(Stored data entries)
□ □ □ □

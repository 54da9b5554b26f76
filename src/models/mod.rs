//! Data models for SpendTrack entities.
//!
//! This module contains the canonical client-side data structures:
//!
//! - `Identity`, `Role`: the authenticated user
//! - `ExpenseRecord`, `ExpenseDraft`, `ExpenseFilters`: expense entries
//! - `AdminStats`, `AdminUser`: administrative statistics and accounts
//!
//! Divergent server payload shapes are normalized into these types at the
//! transport boundary; store logic only ever sees the canonical forms.

pub mod admin;
pub mod expense;
pub mod user;

pub use admin::{AdminStats, AdminUser, MonthlyTrend};
pub use expense::{
    category_totals, total_spent, CategoryTotal, ExpenseDraft, ExpenseFilters, ExpensePage,
    ExpenseRecord, SortOrder,
};
pub use user::{Identity, Role};
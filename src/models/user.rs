//! Identity types for authenticated users.

use serde::{Deserialize, Serialize};

/// Account role as issued by the server.
#[derive(Debug, Clone, Copy, PartialEq, Eq, Serialize, Deserialize)]
pub enum Role {
    #[serde(rename = "ADMIN")]
    Admin,
    #[serde(rename = "USER")]
    User,
}

impl Role {
    pub fn is_admin(&self) -> bool {
        matches!(self, Role::Admin)
    }
}

/// The authenticated user attached to a verified bearer token.
#[derive(Debug, Clone, PartialEq, Serialize, Deserialize)]
pub struct Identity {
    #[serde(alias = "_id")]
    pub id: String,
    #[serde(default)]
    pub name: String,
    pub email: String,
    pub role: Role,
}
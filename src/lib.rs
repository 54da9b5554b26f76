//! SpendTrack core - session lifecycle and resource synchronization for the
//! SpendTrack personal-finance client.
//!
//! This crate is the non-visual half of the client. It owns:
//!
//! - the authentication state machine ([`auth::SessionManager`]) that turns
//!   a persisted bearer token into a verified identity before anything
//!   protected may render
//! - the pure access decision ([`auth::route_decision`]) a navigator
//!   interprets
//! - the synchronized expense page cache ([`stores::ExpenseStore`]) and the
//!   administrative cache ([`stores::AdminStore`])
//! - the REST transport ([`api::HttpClient`]) and its test seam
//!   ([`api::Transport`])
//!
//! Rendering, routing, charts and file downloads live in the embedding
//! application; this crate hands it state snapshots and settled results,
//! never an unhandled error.

pub mod api;
pub mod auth;
pub mod config;
pub mod models;
pub mod stores;

pub use api::{ApiError, HttpClient, Transport};
pub use auth::{
    route_decision, RouteDecision, SessionManager, SessionPhase, SessionState, TokenStore,
};
pub use config::Config;
pub use stores::{AdminStore, ExpenseStore};
//! The intersection seam consumed by the render driver.
//!
//! Intersection testing, scene representation and acceleration structures
//! all live behind [`Tracer`]; this crate only generates rays and consumes
//! hit colors.

use prism_math::{DVec3, Ray};

/// Color type alias (RGB values typically 0-1)
pub type Color = DVec3;

/// Background color for rays that miss everything: black.
pub const BACKGROUND: Color = Color::ZERO;

/// Surface information for the nearest polygon hit by a ray.
#[derive(Debug, Clone, Copy, PartialEq)]
pub struct Hit {
    /// Color of the hit surface.
    pub color: Color,
}

impl Hit {
    pub fn new(color: Color) -> Self {
        Self { color }
    }
}

/// Trait for intersection engines.
///
/// `Ok(None)` is the designed miss path and is resolved to [`BACKGROUND`]
/// by the render driver, never treated as an error. An `Err` is fatal to
/// the render pass and propagated unmodified; there is no partial-result
/// contract for a render.
pub trait Tracer: Send + Sync {
    /// Intersect a ray against the scene, returning the nearest hit.
    fn trace(&self, ray: &Ray) -> anyhow::Result<Option<Hit>>;
}
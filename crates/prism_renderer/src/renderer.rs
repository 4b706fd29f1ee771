//! Render driver: scan loop, trace delegation and antialiasing.
//!
//! Single-threaded and synchronous: one ray is fully resolved (traced and
//! written) before the next is generated. The scan cursor, the ray and the
//! pixel map are exclusively owned by one render pass.

use prism_math::Ray;
use thiserror::Error;

use crate::camera::{Camera, ConfigError};
use crate::pixmap::PixelMap;
use crate::scan::{ScanCursor, ScanStatus};
use crate::tracer::{Tracer, BACKGROUND};
use crate::viewport::ViewportBasis;

/// Errors that abort a render pass.
#[derive(Error, Debug)]
pub enum RenderError {
    #[error(transparent)]
    Config(#[from] ConfigError),

    /// Failure from the external tracer, fatal to the pass and propagated
    /// unmodified; there is no partial-result contract.
    #[error("tracer failed: {0}")]
    Trace(#[source] anyhow::Error),
}

/// Render one frame.
///
/// Traces a primary ray per pixel of the `factor`-times supersampled grid,
/// resolves misses to the background color, then box-filters the result
/// back down to the camera's screen resolution. Returns the final image;
/// the caller owns it.
pub fn render(
    camera: &mut Camera,
    tracer: &dyn Tracer,
    factor: u32,
) -> Result<PixelMap, RenderError> {
    // Fail fast, before any allocation.
    if factor < 1 {
        return Err(ConfigError::Supersample(factor).into());
    }

    // Keep the camera's own cached basis in step with its configuration so
    // diagnostics after the pass describe what was rendered.
    if camera.is_dirty() {
        camera.rebuild();
    }

    let width = factor * camera.width();
    let height = factor * camera.height();

    // The supersampled pass goes through the same pure basis builder with
    // scaled screen dimensions; only the per-pixel steps shrink.
    let basis = ViewportBasis::build(
        camera.direction(),
        camera.roll_deg(),
        width,
        height,
        camera.hfov_deg(),
    );

    let mut image = PixelMap::new("render", width, height);
    image.reset_cursor();

    let mut cursor = ScanCursor::new(width, height);
    let mut ray = Ray::default();
    camera.init_ray(&mut ray);

    loop {
        let (x, y) = cursor.current();
        basis.update_ray_direction(&mut ray, x, y);

        let color = match tracer.trace(&ray).map_err(RenderError::Trace)? {
            Some(hit) => hit.color,
            None => BACKGROUND,
        };
        image.write(color, true);

        if cursor.row_complete() {
            log::debug!("finished scan row {y}");
        }
        if cursor.advance() == ScanStatus::Done {
            break;
        }
    }

    let image = image.downsample(factor);
    log::info!(
        "finished rendering {}x{} ({}x supersampled)",
        camera.width(),
        camera.height(),
        factor
    );

    Ok(image)
}
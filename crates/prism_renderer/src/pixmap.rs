//! Pixel map: the render output buffer.
//!
//! Row-major color buffer with a raster-order write cursor for the render
//! loop, random-access reads/writes, and the box-filter downsample used by
//! the antialiasing pass.

use crate::scan::ScanCursor;
use crate::tracer::{Color, BACKGROUND};

/// Named color buffer with a raster write cursor.
#[derive(Debug)]
pub struct PixelMap {
    name: String,
    width: u32,
    height: u32,
    pixels: Vec<Color>,
    cursor: ScanCursor,
}

impl PixelMap {
    /// Create a buffer of the given dimensions, filled with the background
    /// color, cursor at the origin.
    pub fn new(name: impl Into<String>, width: u32, height: u32) -> Self {
        debug_assert!(width >= 1 && height >= 1);
        Self {
            name: name.into(),
            width,
            height,
            pixels: vec![BACKGROUND; (width * height) as usize],
            cursor: ScanCursor::new(width, height),
        }
    }

    pub fn name(&self) -> &str {
        &self.name
    }

    pub fn width(&self) -> u32 {
        self.width
    }

    pub fn height(&self) -> u32 {
        self.height
    }

    /// Get the pixel at (x, y).
    pub fn get(&self, x: u32, y: u32) -> Color {
        self.pixels[(y * self.width + x) as usize]
    }

    /// Set the pixel at (x, y), independent of the write cursor.
    ///
    /// Random-access writes are the seam a parallel renderer would use to
    /// fill disjoint regions.
    pub fn set(&mut self, x: u32, y: u32, color: Color) {
        self.pixels[(y * self.width + x) as usize] = color;
    }

    /// Current write cursor position.
    pub fn cursor(&self) -> (u32, u32) {
        self.cursor.current()
    }

    /// Move the write cursor back to the origin.
    pub fn reset_cursor(&mut self) {
        self.cursor.reset();
    }

    /// Write a color at the cursor position, advancing the cursor in raster
    /// order when `advance` is true.
    pub fn write(&mut self, color: Color, advance: bool) {
        let (x, y) = self.cursor.current();
        self.set(x, y, color);
        if advance {
            self.cursor.advance();
        }
    }

    /// Box-filter downsample: each output pixel is the mean of a
    /// factor x factor block. Dimensions must be multiples of `factor`,
    /// which holds by construction for supersampled render buffers.
    pub fn downsample(&self, factor: u32) -> PixelMap {
        debug_assert!(factor >= 1);
        debug_assert!(self.width % factor == 0 && self.height % factor == 0);

        let width = self.width / factor;
        let height = self.height / factor;
        let mut out = PixelMap::new(self.name.clone(), width, height);

        let scale = 1.0 / (factor * factor) as f64;
        for y in 0..height {
            for x in 0..width {
                let mut sum = Color::ZERO;
                for sy in 0..factor {
                    for sx in 0..factor {
                        sum += self.get(x * factor + sx, y * factor + sy);
                    }
                }
                out.set(x, y, sum * scale);
            }
        }

        out
    }

    /// Convert to clamped 8-bit RGBA bytes (for display or saving).
    pub fn to_rgba8(&self) -> Vec<u8> {
        let mut bytes = Vec::with_capacity((self.width * self.height * 4) as usize);
        for color in &self.pixels {
            bytes.extend_from_slice(&[
                (255.0 * color.x.clamp(0.0, 1.0)) as u8,
                (255.0 * color.y.clamp(0.0, 1.0)) as u8,
                (255.0 * color.z.clamp(0.0, 1.0)) as u8,
                255,
            ]);
        }
        bytes
    }
}
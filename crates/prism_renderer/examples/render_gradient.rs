//! Renders a direction-shaded gradient and saves it as a PNG.
//!
//! The tracer here is a stand-in that colors each ray by its direction, so
//! the example exercises the camera, scan and antialiasing paths without a
//! real intersection engine.
//!
//! Run with `RUST_LOG=debug` to see the per-row progress lines.

use anyhow::Result;
use prism_renderer::{render, Camera, DVec3, Hit, Pose, Ray, Screen, Tracer};

struct DirectionShade;

impl Tracer for DirectionShade {
    fn trace(&self, ray: &Ray) -> Result<Option<Hit>> {
        let d = ray.direction.normalize();
        // Map the unit direction into the RGB cube.
        let color = (DVec3::new(d.y, d.z, -d.x) + DVec3::ONE) * 0.5;
        Ok(Some(Hit::new(color)))
    }
}

fn main() -> Result<()> {
    env_logger::init();

    let pose = Pose::new(DVec3::ZERO, DVec3::X, 0.0)?;
    let screen = Screen::new(800, 600, 46.8)?;
    let mut camera = Camera::new(pose, screen);

    println!("{camera}");

    let start = std::time::Instant::now();
    let frame = render(&mut camera, &DirectionShade, 2)?;
    println!("Rendered in {:?}", start.elapsed());

    let filename = "render.png";
    image::save_buffer(
        filename,
        &frame.to_rgba8(),
        frame.width(),
        frame.height(),
        image::ColorType::Rgba8,
    )?;
    println!("Saved {} ({}x{})", filename, frame.width(), frame.height());

    Ok(())
}
//! Viewport basis: the vectors mapping a 2D pixel coordinate to a 3D ray
//! direction.
//!
//! [`ViewportBasis::build`] is a pure function of the camera direction, roll
//! angle and screen geometry, and is the single source of truth for the
//! projection. The camera rebuilds it when its configuration changes; the
//! render driver rebuilds it at supersampled dimensions for an antialiasing
//! pass.

use prism_math::{DQuat, DVec3, Ray};
use std::f64::consts::FRAC_PI_2;

/// Tolerance for the vX . direction orthogonality check. The axis is unit
/// length when checked, so this is a relative tolerance.
const ORTHO_TOLERANCE: f64 = 1e-14;

/// Below this horizontal magnitude the view direction counts as collinear
/// with world up and the horizontal-axis seed falls back to world +X.
const DEGENERATE_EPS: f64 = 1e-12;

/// Derived vectors defining the image plane rectangle.
///
/// `v_x` spans the full screen width, `v_y` the full height; `vd_x`/`vd_y`
/// are the per-pixel steps; `v_diag = v_x + v_y`; `v_bl` is the ray
/// direction (before adding the camera position) through the center of
/// pixel (0, 0).
#[derive(Debug, Clone, Copy, PartialEq)]
pub struct ViewportBasis {
    pub v_x: DVec3,
    pub v_y: DVec3,
    pub vd_x: DVec3,
    pub vd_y: DVec3,
    pub v_diag: DVec3,
    pub v_bl: DVec3,
}

impl ViewportBasis {
    /// Build the basis for a unit view direction, roll angle (degrees) and
    /// screen geometry. World up is +Z; the horizontal field of view is in
    /// degrees, converted at the trigonometric call site.
    ///
    /// The aspect ratio is derived from width/height at build time, never
    /// stored, so it cannot drift from the screen geometry.
    pub fn build(direction: DVec3, roll_deg: f64, width: u32, height: u32, hfov_deg: f64) -> Self {
        let aspect = width as f64 / height as f64;

        // Drop the world-up component of the view direction. Straight up or
        // down leaves no horizontal part; seed from world +X instead so the
        // result stays deterministic (pre-roll horizontal axis +Y).
        let mut seed = DVec3::new(direction.x, direction.y, 0.0);
        if seed.length_squared() < DEGENERATE_EPS * DEGENERATE_EPS {
            log::warn!(
                "view direction {direction} is collinear with world up, seeding horizontal axis from +X"
            );
            seed = DVec3::X;
        }

        // Rotate 90 degrees CCW about world up, then roll about the view
        // direction: the unit horizontal axis of the image plane.
        let unit_x = (DQuat::from_axis_angle(direction, roll_deg.to_radians())
            * (DQuat::from_rotation_z(FRAC_PI_2) * seed))
            .normalize();

        let skew = unit_x.dot(direction);
        if skew.abs() > ORTHO_TOLERANCE {
            log::warn!("horizontal axis not orthogonal to view direction: vX . dir = {skew:e}");
        }

        // |vX| = 2 tan(hfov/2) / sqrt(1 + 1/aspect^2), |vY| = |vX| / aspect
        let len_x =
            2.0 * (hfov_deg * 0.5).to_radians().tan() / (1.0 + 1.0 / (aspect * aspect)).sqrt();
        let v_x = unit_x * len_x;
        let v_y = direction.cross(v_x).normalize() * (len_x / aspect);

        let vd_x = v_x / width as f64;
        let vd_y = v_y / height as f64;

        let v_diag = v_x + v_y;
        let v_bl = direction - 0.5 * v_diag + 0.5 * vd_x + 0.5 * vd_y;

        Self {
            v_x,
            v_y,
            vd_x,
            vd_y,
            v_diag,
            v_bl,
        }
    }

    /// Ray direction through the center of pixel (x, y).
    ///
    /// Recomputed from the anchor on every call rather than accumulated
    /// across a scan line, so repeated calls with the same pixel are
    /// bit-identical and no drift builds up over a row.
    #[inline]
    pub fn ray_direction(&self, x: u32, y: u32) -> DVec3 {
        self.v_bl + self.vd_x * x as f64 + self.vd_y * y as f64
    }

    /// Rewrite the direction of `ray` in place for pixel (x, y).
    #[inline]
    pub fn update_ray_direction(&self, ray: &mut Ray, x: u32, y: u32) {
        ray.direction = self.ray_direction(x, y);
    }
}
//! Prism camera and render driver - CPU viewport subsystem
//!
//! Turns a camera pose (position, view direction, roll angle) and a virtual
//! screen (resolution, horizontal field of view) into a dense grid of
//! primary rays, drives the per-pixel scan, and composes the final image
//! including a supersampling antialiasing pass.
//!
//! Intersection testing lives entirely behind the [`Tracer`] seam; the
//! output is an in-memory [`PixelMap`] owned by the caller.

mod camera;
mod pixmap;
mod renderer;
mod scan;
mod tracer;
mod viewport;

pub use camera::{Camera, ConfigError, Pose, Screen};
pub use pixmap::PixelMap;
pub use renderer::{render, RenderError};
pub use scan::{ScanCursor, ScanStatus};
pub use tracer::{Color, Hit, Tracer, BACKGROUND};
pub use viewport::ViewportBasis;

/// Re-export common math types from prism_math
pub use prism_math::{DQuat, DVec3, Ray};
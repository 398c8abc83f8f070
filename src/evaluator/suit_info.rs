use crate::cards::{Card, Suit};
use std::collections::BTreeSet;

/// The set of suits present in a hand.
#[derive(Debug, Clone, PartialEq, Eq)]
pub struct SuitInfo {
    suits: BTreeSet<Suit>,
}

impl SuitInfo {
    pub fn detect(cards: &[Card; 5]) -> Self {
        Self { suits: cards.iter().map(|c| c.suit()).collect() }
    }

    /// The shared suit when the suit-set has size one.
    pub fn flush_suit(&self) -> Option<Suit> {
        match self.suits.len() {
            1 => self.suits.first().copied(),
            _ => None,
        }
    }

    pub fn is_flush(&self) -> bool {
        self.flush_suit().is_some()
    }
}
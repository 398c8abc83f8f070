use anyhow::Result;
use clap::Parser;
use crossterm::style::Stylize;
use draw_poker::cards::Card;
use draw_poker::game::{Game, GameConfig, GameError, Seat};
use draw_poker::hand::Hand;
use draw_poker::showdown::Outcome;
use log::{info, warn};
use std::io::{self, BufRead, IsTerminal, Write};

#[derive(Debug, Parser)]
#[clap(version = draw_poker::VERSION, about = "Two-player five-card draw.")]
struct Cli {
    /// Shuffle seed, for replaying a round.
    #[clap(long, short)]
    seed: Option<u64>,
    /// Name of the first player.
    #[clap(long, default_value = "player0")]
    name_a: String,
    /// Name of the second player.
    #[clap(long, default_value = "player1")]
    name_b: String,
    /// Skip the card exchange prompts.
    #[clap(long)]
    no_exchange: bool,
    /// Increase log verbosity (-v debug, -vv trace).
    #[clap(short, long, action = clap::ArgAction::Count)]
    verbose: u8,
}

fn styled(card: Card) -> String {
    let text = card.to_string();
    if card.suit().is_red() {
        text.red().to_string()
    } else {
        text.bold().to_string()
    }
}

fn render(hand: &Hand) -> String {
    hand.cards().iter().map(|&c| styled(c)).collect::<Vec<_>>().join(" ")
}

fn print_table(game: &Game) {
    for p in game.players() {
        println!("{:>10}: {}  [{}]", p.name(), render(p.hand()), p.score());
    }
}

fn parse_indices(line: &str) -> Result<Vec<usize>, std::num::ParseIntError> {
    line.split(|c: char| c.is_whitespace() || c == ',')
        .filter(|s| !s.is_empty())
        .map(str::parse)
        .collect()
}

/// Ask a player which cards to exchange until the answer is accepted.
fn prompt_exchange(game: &mut Game, seat: Seat, input: &mut impl BufRead) -> Result<()> {
    loop {
        let player = game.player(seat);
        print!(
            "{}, card indexes 0-4 to replace (enter to keep {}): ",
            player.name(),
            render(player.hand())
        );
        io::stdout().flush()?;

        let mut line = String::new();
        if input.read_line(&mut line)? == 0 {
            return Ok(());
        }
        let indices = match parse_indices(&line) {
            Ok(indices) => indices,
            Err(e) => {
                println!("{}", format!("not a list of indexes: {e}").yellow());
                continue;
            }
        };
        match game.exchange(seat, &indices) {
            Ok(()) => return Ok(()),
            Err(e @ (GameError::Hand(_) | GameError::RepeatedIndex(_))) => {
                println!("{}", e.to_string().yellow());
            }
            Err(e) => return Err(e.into()),
        }
    }
}

fn main() -> Result<()> {
    let cli = Cli::parse();

    let level = match cli.verbose {
        0 => log::LevelFilter::Warn,
        1 => log::LevelFilter::Debug,
        _ => log::LevelFilter::Trace,
    };
    env_logger::builder().filter_level(level).format_target(false).init();

    let config = GameConfig { seed: cli.seed, names: [cli.name_a, cli.name_b] };
    let mut game = Game::deal(&config)?;
    info!("dealt a round, {} cards left in the deck", game.deck().len());
    print_table(&game);

    let interactive = io::stdin().is_terminal();
    if !cli.no_exchange {
        if interactive {
            let stdin = io::stdin();
            let mut input = stdin.lock();
            for seat in Seat::ALL {
                prompt_exchange(&mut game, seat, &mut input)?;
            }
            println!();
            print_table(&game);
        } else {
            warn!("stdin is not a terminal, skipping card exchange");
        }
    }

    let showdown = game.showdown();
    match (showdown.outcome, showdown.winner) {
        (Outcome::Draw, _) | (_, None) => println!("{}", "draw".bold()),
        (_, Some(name)) => println!("{}", format!("{name} won").green().bold()),
    }
    Ok(())
}
use crate::deck::{Deck, DeckError};
use crate::evaluator::{evaluate, HandScore};
use crate::hand::{Hand, HandError, HAND_SIZE};
use crate::showdown::{decide, Outcome};
use log::debug;
use rand::Rng;

#[derive(thiserror::Error, Debug, Clone, PartialEq, Eq)]
#[non_exhaustive]
pub enum GameError {
    #[error(transparent)]
    Deck(#[from] DeckError),
    #[error(transparent)]
    Hand(#[from] HandError),
    #[error("card index {0} selected more than once")]
    RepeatedIndex(usize),
}

/// One of the two seats at the table.
#[derive(Debug, Clone, Copy, PartialEq, Eq, Hash)]
pub enum Seat {
    A,
    B,
}

impl Seat {
    pub const ALL: [Seat; 2] = [Seat::A, Seat::B];

    pub const fn index(self) -> usize {
        match self {
            Seat::A => 0,
            Seat::B => 1,
        }
    }
}

/// Settings for a single round.
#[derive(Debug, Clone, PartialEq, Eq)]
pub struct GameConfig {
    /// Shuffle seed; a random one is drawn when absent.
    pub seed: Option<u64>,
    pub names: [String; 2],
}

impl Default for GameConfig {
    fn default() -> Self {
        Self { seed: None, names: ["player0".to_string(), "player1".to_string()] }
    }
}

/// A seated player. The score always reflects the current hand.
#[derive(Debug, Clone, PartialEq, Eq)]
pub struct Player {
    name: String,
    hand: Hand,
    score: HandScore,
}

impl Player {
    pub fn new(name: impl Into<String>, hand: Hand) -> Self {
        Self { name: name.into(), score: evaluate(&hand), hand }
    }

    pub fn name(&self) -> &str {
        &self.name
    }

    pub fn hand(&self) -> &Hand {
        &self.hand
    }

    pub fn score(&self) -> HandScore {
        self.score
    }

    fn set_hand(&mut self, hand: Hand) {
        self.score = evaluate(&hand);
        self.hand = hand;
    }
}

/// Result of a round.
#[derive(Debug, Clone, PartialEq, Eq)]
pub struct Showdown {
    pub outcome: Outcome,
    /// Name of the winning player, `None` on a draw.
    pub winner: Option<String>,
}

/// A two-player five-card draw round.
///
/// ```
/// use draw_poker::game::{Game, GameConfig, Seat};
///
/// let config = GameConfig { seed: Some(7), ..GameConfig::default() };
/// let mut game = Game::deal(&config).unwrap();
/// game.exchange(Seat::A, &[0, 3]).unwrap();
/// assert_eq!(game.deck().len(), 52 - 10 - 2);
/// let _ = game.showdown();
/// ```
#[derive(Debug, Clone)]
pub struct Game {
    deck: Deck,
    players: [Player; 2],
}

impl Game {
    /// Shuffle a fresh deck and deal five cards to each seat.
    pub fn deal(config: &GameConfig) -> Result<Self, GameError> {
        let seed: u64 = config.seed.unwrap_or_else(|| rand::rng().random());
        debug!("shuffling with seed {seed}");
        let mut deck = Deck::standard();
        deck.shuffle_seeded(seed);
        Self::deal_from(deck, config.names.clone())
    }

    /// Deal from an already arranged deck.
    pub fn deal_from(mut deck: Deck, names: [String; 2]) -> Result<Self, GameError> {
        let [name_a, name_b] = names;
        let a = Player::new(name_a, deck.deal_hand()?);
        let b = Player::new(name_b, deck.deal_hand()?);
        for p in [&a, &b] {
            debug!("dealt {} to {}", p.hand(), p.name());
        }
        Ok(Self { deck, players: [a, b] })
    }

    pub fn player(&self, seat: Seat) -> &Player {
        &self.players[seat.index()]
    }

    pub fn players(&self) -> &[Player; 2] {
        &self.players
    }

    pub fn deck(&self) -> &Deck {
        &self.deck
    }

    /// Replace the cards at `indices` with fresh cards from the deck.
    ///
    /// All indices are checked before any card is drawn.
    pub fn exchange(&mut self, seat: Seat, indices: &[usize]) -> Result<(), GameError> {
        if indices.is_empty() {
            return Ok(());
        }
        let mut seen = [false; HAND_SIZE];
        for &i in indices {
            let slot = seen.get_mut(i).ok_or(HandError::IndexOutOfRange(i))?;
            if *slot {
                return Err(GameError::RepeatedIndex(i));
            }
            *slot = true;
        }

        let fresh = self.deck.draw_n(indices.len())?;
        let player = &mut self.players[seat.index()];
        let mut hand = *player.hand();
        for (&i, card) in indices.iter().zip(fresh) {
            hand = hand.replace(i, card)?;
        }
        debug!("{} exchanged {:?}, now holds {}", player.name(), indices, hand);
        player.set_hand(hand);
        Ok(())
    }

    pub fn showdown(&self) -> Showdown {
        let [a, b] = &self.players;
        let outcome = decide(&a.score(), &b.score());
        let winner = match outcome {
            Outcome::PlayerAWins => Some(a.name().to_string()),
            Outcome::PlayerBWins => Some(b.name().to_string()),
            Outcome::Draw => None,
        };
        debug!("showdown: {} ({}) vs {} ({}): {outcome}", a.name(), a.score(), b.name(), b.score());
        Showdown { outcome, winner }
    }
}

□ □ □ □

Exercise instructions
All that is wanted is a faithful reproduction of the line above with "pub mod stores;", the line with "repository 4b706fd29f1ee771", and every line in between.

Response for this exercise
pub mod stores;

pub use api::{ApiError, HttpClient, Transport};
pub use auth::{
    route_decision, RouteDecision, SessionManager, SessionPhase, SessionState, TokenStore,
};
pub use config::Config;
pub use stores::{AdminStore, ExpenseStore};
//! The intersection seam consumed by the render driver.
//!
//! Intersection testing, scene representation and acceleration structures
//! all live behind [`Tracer`]; this crate only generates rays and consumes
//! hit colors.

use prism_math::{DVec3, Ray};

/// Color type alias (RGB values typically 0-1)
pub type Color = DVec3;

/// Background color for rays that miss everything: black.
pub const BACKGROUND: Color = Color::ZERO;

/// Surface information for the nearest polygon hit by a ray.
#[derive(Debug, Clone, Copy, PartialEq)]
pub struct Hit {
    /// Color of the hit surface.
    pub color: Color,
}

impl Hit {
    pub fn new(color: Color) -> Self {
        Self { color }
    }
}

/// Trait for intersection engines.
///
/// `Ok(None)` is the designed miss path and is resolved to [`BACKGROUND`]
/// by the render driver, never treated as an error. An `Err` is fatal to
/// the render pass and propagated unmodified; there is no partial-result
/// contract for a render.
pub trait Tracer: Send + Sync {
    /// Intersect a ray against the scene, returning the nearest hit.
    fn trace(&self, ray: &Ray) -> anyhow::Result<Option<Hit>>;
}
filename crates/prism_renderer/src/renderer.rs
repository 4b706fd29f1ee771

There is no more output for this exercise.